The world's greatest living soprano. Well, her official website describes her like that, and I agree. She is everything a great singer should be: passionate, powerful, beautiful, a consummate actor. Probably no-one since Maria Callas has fitted the great star roles of opera as well as the Romanian singer Angela Gheorghiu. She also has a very happy, romantic marriage to the star tenor Roberto Alagna, and to top it off there is the exciting story of her almost overnight leap to stardom.

Born Angela Burlacu in the town of Adjud in the Moldavia region of Romania, she studied at the Bucharest Musical Academy, and got the best of both regimes: the excellence of training under communist rule, then the liberation of being able to travel overseas just when she was ready for it.

In 1991, speaking hardly a word of English, she auditioned for Peter Katona, artistic administrator of the Royal Opera. He described this stunning experience of her voice as "like a violin, totally even and seamless throughout its range"; and "every note, nuance, accent and colour absolutely perfect".

Her first significant role was Mimì in La Bohème, one especially associated with her ever since.

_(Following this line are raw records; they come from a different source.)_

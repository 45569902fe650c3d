//! Previews for chat lists and notifications.

use crate::common::{to_document, to_tree, top_down, Node, Transformer};
use crate::model::{Document, SpanKind, FORWARD_MARKER};
use crate::transforms::attachments::MediaBudget;
use crate::transforms::light::LightCopy;
use crate::transforms::shorten::shorten_tree;
use tracing::trace;

/// Media and file entities kept by [`preview`].
pub const MAX_PREVIEW_ATTACHMENTS: usize = 3;

/// Collapses quotes and the forward header, and flattens line breaks.
struct Preview;

impl Transformer for Preview {
    fn transform(&mut self, mut node: Node, parent: Option<&SpanKind>) -> Option<Node> {
        match &node.kind {
            Some(SpanKind::Quote) => {
                node.text = None;
                node.children.clear();
            }
            Some(SpanKind::LineBreak) => node.make_plain(" "),
            Some(SpanKind::Mention) if parent.is_none() && node.is_forward_mention() => {
                node.text = Some(FORWARD_MARKER.to_string());
                node.children.clear();
            }
            _ => {}
        }
        Some(node)
    }
}

/// A one-line preview of `doc`, at most `preview_len` clusters long.
///
/// Quoted content collapses into an empty Quote marker at its position, line
/// breaks become spaces, and a leading "forwarded from" mention shrinks to
/// the bare `➦`. At most [`MAX_PREVIEW_ATTACHMENTS`] media and file
/// entities are kept, and entity data is stripped of heavy fields.
pub fn preview(doc: &Document, preview_len: usize) -> Document {
    preview_with_attachments(doc, preview_len, MAX_PREVIEW_ATTACHMENTS)
}

/// [`preview`] with an explicit attachment budget.
pub fn preview_with_attachments(
    doc: &Document,
    preview_len: usize,
    max_attachments: usize,
) -> Document {
    trace!(preview_len, max_attachments, "preview");
    let tree = to_tree(doc);
    let tree = top_down(tree, &mut Preview).unwrap_or_default();
    let tree = top_down(tree, &mut MediaBudget::new(max_attachments)).unwrap_or_default();
    let tree = shorten_tree(tree, preview_len);
    let tree = top_down(tree, &mut LightCopy).unwrap_or_default();
    to_document(&tree)
}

She sang this at Covent Garden in 1992. Here she met Roberto Alagna, who was also appearing in it, in his London début. They became instant friends, but at this time both were married. In 1993 she premiered in Vienna and New York as Mimì.

Other early roles she sang at Covent Garden were Zerlina, Liù, and Micaëla, but it was Violetta in La Traviata that made her reputation what it is now. The theatre director Richard Eyre flew out to Vienna to see her Mimì: it was to be his first time at directing Traviata, as it was for the conductor Sir Georg Solti, who was in tears watching her rehearse. In November 1994 she sang Violetta at Covent Garden. The controller of BBC2 television was in the audience; he was so stunned that he cleared the schedule for several nights later and ordered the opera should be broadcast live.

I was watching, not inside the hall (an impossible wish), but crammed with thousands of others in the piazzas outside watching it on giant video screens. I have never, ever seen opera to compare with it. Her performance will stay in my memory forever, when every other opera I've seen fades away. She is the Violetta of her generation, unequalled.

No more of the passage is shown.